Extracted records: Begin

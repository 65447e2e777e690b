// Engine error taxonomy
use serde_json::{json, Value};
use thiserror::Error;

use crate::query::QueryError;
use crate::store::StoreError;
use crate::validation::ValidationErrors;

/// Errors raised while resolving a request.
///
/// Forbidden, NotFound, Conflict and Configuration abort the request at the
/// point of detection. Validation carries every collected violation.
#[derive(Debug, Error)]
pub enum EngineError {
    #[error("{0}")]
    Forbidden(String),

    #[error("{0}")]
    NotFound(String),

    #[error("{0}")]
    Conflict(String),

    #[error("Configuration error: {0}")]
    Configuration(String),

    #[error("The given data was invalid.")]
    Validation(ValidationErrors),

    #[error(transparent)]
    Query(#[from] QueryError),

    #[error(transparent)]
    Store(#[from] StoreError),
}

impl EngineError {
    pub fn forbidden(message: impl Into<String>) -> Self {
        EngineError::Forbidden(message.into())
    }

    pub fn not_found(message: impl Into<String>) -> Self {
        EngineError::NotFound(message.into())
    }

    pub fn conflict(message: impl Into<String>) -> Self {
        EngineError::Conflict(message.into())
    }

    pub fn configuration(message: impl Into<String>) -> Self {
        EngineError::Configuration(message.into())
    }

    pub fn status_code(&self) -> u16 {
        match self {
            EngineError::Forbidden(_) => 403,
            EngineError::NotFound(_) => 404,
            EngineError::Conflict(_) => 409,
            EngineError::Validation(_) => 422,
            EngineError::Configuration(_) | EngineError::Query(_) | EngineError::Store(_) => 500,
        }
    }

    pub fn error_code(&self) -> &'static str {
        match self {
            EngineError::Forbidden(_) => "FORBIDDEN",
            EngineError::NotFound(_) => "NOT_FOUND",
            EngineError::Conflict(_) => "CONFLICT",
            EngineError::Configuration(_) => "CONFIGURATION_ERROR",
            EngineError::Validation(_) => "VALIDATION_ERROR",
            EngineError::Query(_) => "QUERY_ERROR",
            EngineError::Store(_) => "STORE_ERROR",
        }
    }

    /// Validation failures are recovered into a payload; everything else aborts.
    pub fn is_recoverable(&self) -> bool {
        matches!(self, EngineError::Validation(_))
    }

    pub fn validation_errors(&self) -> Option<&ValidationErrors> {
        match self {
            EngineError::Validation(errors) => Some(errors),
            _ => None,
        }
    }

    /// Convert to JSON response body
    pub fn to_json(&self) -> Value {
        match self {
            EngineError::Validation(errors) => json!({
                "error": true,
                "message": self.to_string(),
                "code": self.error_code(),
                "field_errors": errors,
            }),
            EngineError::Query(_) | EngineError::Store(_) => {
                // Don't expose backend details to clients
                tracing::error!("Engine backend error: {}", self);
                json!({
                    "error": true,
                    "message": "An error occurred while processing your request",
                    "code": self.error_code(),
                })
            }
            _ => json!({
                "error": true,
                "message": self.to_string(),
                "code": self.error_code(),
            }),
        }
    }
}

#[cfg(test)]
mod tests {
    use super::*;

    #[test]
    fn maps_taxonomy_to_status_codes() {
        assert_eq!(EngineError::forbidden("nope").status_code(), 403);
        assert_eq!(EngineError::not_found("gone").status_code(), 404);
        assert_eq!(EngineError::conflict("stale").status_code(), 409);
        assert_eq!(EngineError::configuration("bug").status_code(), 500);
    }

    #[test]
    fn validation_payload_lists_field_errors() {
        let mut errors = ValidationErrors::default();
        errors.add("title", "The title field is required.");
        let err = EngineError::Validation(errors);

        assert!(err.is_recoverable());
        let body = err.to_json();
        assert_eq!(body["code"], "VALIDATION_ERROR");
        assert_eq!(body["field_errors"]["title"][0], "The title field is required.");
    }
}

Extracted records: End

** What is needed **
Whenever the string "title" shows up in a line of the records, copy that line.

** Response area **
        errors.add("title", "The title field is required.");
        assert_eq!(body["field_errors"]["title"][0], "The title field is required.");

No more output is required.